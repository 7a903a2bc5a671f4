//! Arena of segment records backing a pool's address-ordered partition.
//!
//! A pool's address range is threaded as a doubly linked list, but the links
//! are indices into a dense [`Vec`] rather than pointers. This keeps every
//! segment's identity stable across arena growth (a `Vec` resize may move the
//! backing allocation, but never changes what an index means) and makes the
//! "set of live free segments" trivially enumerable for invariant checking.

use std::fmt;

/// Sentinel value for "no link" in `prev`/`next` chains.
const NONE: usize = usize::MAX;

/// Stable identity of a segment within its arena.
///
/// Carries a generation counter so a handle captured before a segment was
/// freed and its slot reused cannot silently resolve to the wrong segment.
#[derive(Debug, Clone, Copy, PartialEq, Eq, Hash)]
pub struct SegmentRef {
    pub(crate) index: usize,
    pub(crate) generation: u32,
}

impl fmt::Display for SegmentRef {
    fn fmt(&self, f: &mut fmt::Formatter<'_>) -> fmt::Result {
        write!(f, "segment#{}@gen{}", self.index, self.generation)
    }
}

#[derive(Debug, Clone)]
struct SegmentSlot {
    base: usize,
    size: usize,
    allocated: bool,
    prev: usize,
    next: usize,
    generation: u32,
    live: bool,
}

/// Dense arena of [`SegmentSlot`]s with a free-list of vacant slots.
///
/// `prev`/`next` are arena indices instead of pointers, and `head` tracks the
/// lowest-address live segment so the list can be walked in address order.
pub struct SegmentArena {
    slots: Vec<SegmentSlot>,
    free_slots: Vec<usize>,
    head: usize,
    live_count: usize,
}

impl SegmentArena {
    /// Creates an arena with one live segment covering `[0, total_size)`.
    pub fn new(initial_capacity: usize, total_size: usize) -> Self {
        let mut slots = Vec::with_capacity(initial_capacity.max(1));
        slots.push(SegmentSlot {
            base: 0,
            size: total_size,
            allocated: false,
            prev: NONE,
            next: NONE,
            generation: 0,
            live: true,
        });
        Self {
            slots,
            free_slots: Vec::new(),
            head: 0,
            live_count: 1,
        }
    }

    pub fn capacity(&self) -> usize {
        self.slots.capacity()
    }

    pub fn len(&self) -> usize {
        self.live_count
    }

    /// Fraction of allocated slots currently in use, for the 0.75 growth trigger.
    pub fn occupancy(&self) -> f64 {
        if self.slots.capacity() == 0 {
            return 1.0;
        }
        self.live_count as f64 / self.slots.capacity() as f64
    }

    /// Doubles backing storage. Returns `false` if the allocator refuses growth.
    #[must_use]
    pub fn try_grow(&mut self) -> bool {
        let additional = self.slots.capacity().max(1);
        self.slots.try_reserve(additional).is_ok()
    }

    fn reference(&self, index: usize) -> SegmentRef {
        SegmentRef {
            index,
            generation: self.slots[index].generation,
        }
    }

    /// Resolves a [`SegmentRef`] to its current index, rejecting stale handles.
    pub fn resolve(&self, seg: SegmentRef) -> Option<usize> {
        let slot = self.slots.get(seg.index)?;
        if slot.live && slot.generation == seg.generation {
            Some(seg.index)
        } else {
            None
        }
    }

    pub fn base(&self, index: usize) -> usize {
        self.slots[index].base
    }

    pub fn size(&self, index: usize) -> usize {
        self.slots[index].size
    }

    pub fn is_allocated(&self, index: usize) -> bool {
        self.slots[index].allocated
    }

    /// The segment's successor in address order, free or allocated.
    pub fn next(&self, index: usize) -> Option<usize> {
        let next = self.slots[index].next;
        (next != NONE).then_some(next)
    }

    /// The segment's predecessor in address order, free or allocated.
    pub fn prev(&self, index: usize) -> Option<usize> {
        let prev = self.slots[index].prev;
        (prev != NONE).then_some(prev)
    }

    /// Flips an allocated segment back to free. Inverse of `consume_exact`/`split`'s
    /// allocated-prefix transition; used by the free path.
    ///
    /// Bumps the slot's generation so a handle to the released allocation
    /// stops resolving even if the same index is allocated again in place
    /// (e.g. a later `consume_exact` on this same slot).
    pub fn free_allocated(&mut self, index: usize) {
        debug_assert!(self.slots[index].allocated);
        self.slots[index].allocated = false;
        self.slots[index].generation = self.slots[index].generation.wrapping_add(1);
    }

    /// Iterates live segments from lowest to highest `base`.
    pub fn iter_ordered(&self) -> impl Iterator<Item = usize> + '_ {
        let mut cur = self.head;
        std::iter::from_fn(move || {
            if cur == NONE {
                return None;
            }
            let here = cur;
            cur = self.slots[here].next;
            Some(here)
        })
    }

    fn alloc_slot(&mut self, slot: SegmentSlot) -> usize {
        if let Some(idx) = self.free_slots.pop() {
            // `generation` was already bumped by `free_slot` when this slot
            // was vacated; reusing it here keeps handles from the previous
            // occupant of this index from resolving.
            let generation = self.slots[idx].generation;
            self.slots[idx] = SegmentSlot { generation, ..slot };
            self.live_count += 1;
            idx
        } else {
            self.slots.push(slot);
            self.live_count += 1;
            self.slots.len() - 1
        }
    }

    /// Splits a free segment `s` of size `s.size > k` into an allocated prefix
    /// of size `k` and a free remainder, returning the remainder's reference.
    pub fn split(&mut self, index: usize, k: usize) -> SegmentRef {
        debug_assert!(!self.slots[index].allocated);
        debug_assert!(self.slots[index].size > k);

        let remainder_base = self.slots[index].base + k;
        let remainder_size = self.slots[index].size - k;
        let old_next = self.slots[index].next;

        let remainder_idx = self.alloc_slot(SegmentSlot {
            base: remainder_base,
            size: remainder_size,
            allocated: false,
            prev: index,
            next: old_next,
            generation: 0,
            live: true,
        });

        if old_next != NONE {
            self.slots[old_next].prev = remainder_idx;
        }
        self.slots[index].next = remainder_idx;
        self.slots[index].size = k;
        self.slots[index].allocated = true;

        self.reference(remainder_idx)
    }

    /// Flips a free segment whose size exactly matches the request to allocated.
    pub fn consume_exact(&mut self, index: usize) {
        debug_assert!(!self.slots[index].allocated);
        self.slots[index].allocated = true;
    }

    /// Merges `index` with its free successor, freeing the successor's slot.
    pub fn coalesce_with_next(&mut self, index: usize) {
        let next = self.slots[index].next;
        debug_assert_ne!(next, NONE);
        debug_assert!(!self.slots[next].allocated);

        self.slots[index].size += self.slots[next].size;
        let after = self.slots[next].next;
        self.slots[index].next = after;
        if after != NONE {
            self.slots[after].prev = index;
        }
        self.free_slot(next);
    }

    /// Merges `index` with its free predecessor; the predecessor's identity survives.
    pub fn coalesce_with_prev(&mut self, index: usize) -> usize {
        let prev = self.slots[index].prev;
        debug_assert_ne!(prev, NONE);
        debug_assert!(!self.slots[prev].allocated);

        self.slots[prev].size += self.slots[index].size;
        let after = self.slots[index].next;
        self.slots[prev].next = after;
        if after != NONE {
            self.slots[after].prev = prev;
        }
        self.free_slot(index);
        prev
    }

    fn free_slot(&mut self, index: usize) {
        if self.head == index {
            self.head = self.slots[index].next;
        }
        self.slots[index].live = false;
        self.slots[index].generation = self.slots[index].generation.wrapping_add(1);
        self.live_count -= 1;
        self.free_slots.push(index);
    }

    pub fn make_ref(&self, index: usize) -> SegmentRef {
        self.reference(index)
    }
}

#[cfg(test)]
mod tests {
    use super::*;

    #[test]
    fn fresh_arena_is_one_free_segment() {
        let arena = SegmentArena::new(40, 1000);
        let order: Vec<usize> = arena.iter_ordered().collect();
        assert_eq!(order, vec![0]);
        assert_eq!(arena.base(0), 0);
        assert_eq!(arena.size(0), 1000);
        assert!(!arena.is_allocated(0));
    }

    #[test]
    fn split_produces_address_ordered_neighbor() {
        let mut arena = SegmentArena::new(40, 1000);
        let remainder = arena.split(0, 100);
        assert_eq!(arena.base(0), 0);
        assert_eq!(arena.size(0), 100);
        assert!(arena.is_allocated(0));
        let r = arena.resolve(remainder).unwrap();
        assert_eq!(arena.base(r), 100);
        assert_eq!(arena.size(r), 900);
        assert!(!arena.is_allocated(r));
    }

    #[test]
    fn coalesce_with_next_merges_sizes() {
        let mut arena = SegmentArena::new(40, 1000);
        let remainder = arena.split(0, 100);
        let r = arena.resolve(remainder).unwrap();
        // coalesce_with_next only cares that the next segment is free, not
        // whether `index` itself is allocated.
        arena.coalesce_with_next(0);
        let _ = r;
        assert_eq!(arena.size(0), 1000);
        assert_eq!(arena.iter_ordered().collect::<Vec<_>>(), vec![0]);
    }

    #[test]
    fn stale_reference_does_not_resolve() {
        let mut arena = SegmentArena::new(40, 1000);
        let remainder = arena.split(0, 100);
        let r = arena.resolve(remainder).unwrap();
        arena.coalesce_with_next(0);
        assert!(arena.resolve(SegmentRef { index: r, generation: remainder.generation }).is_none());
    }
}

> **What you are asked to do**
Tally up how many lines in the preceding listing contain the word "successor". Give nothing but the number.

> **Solution**
2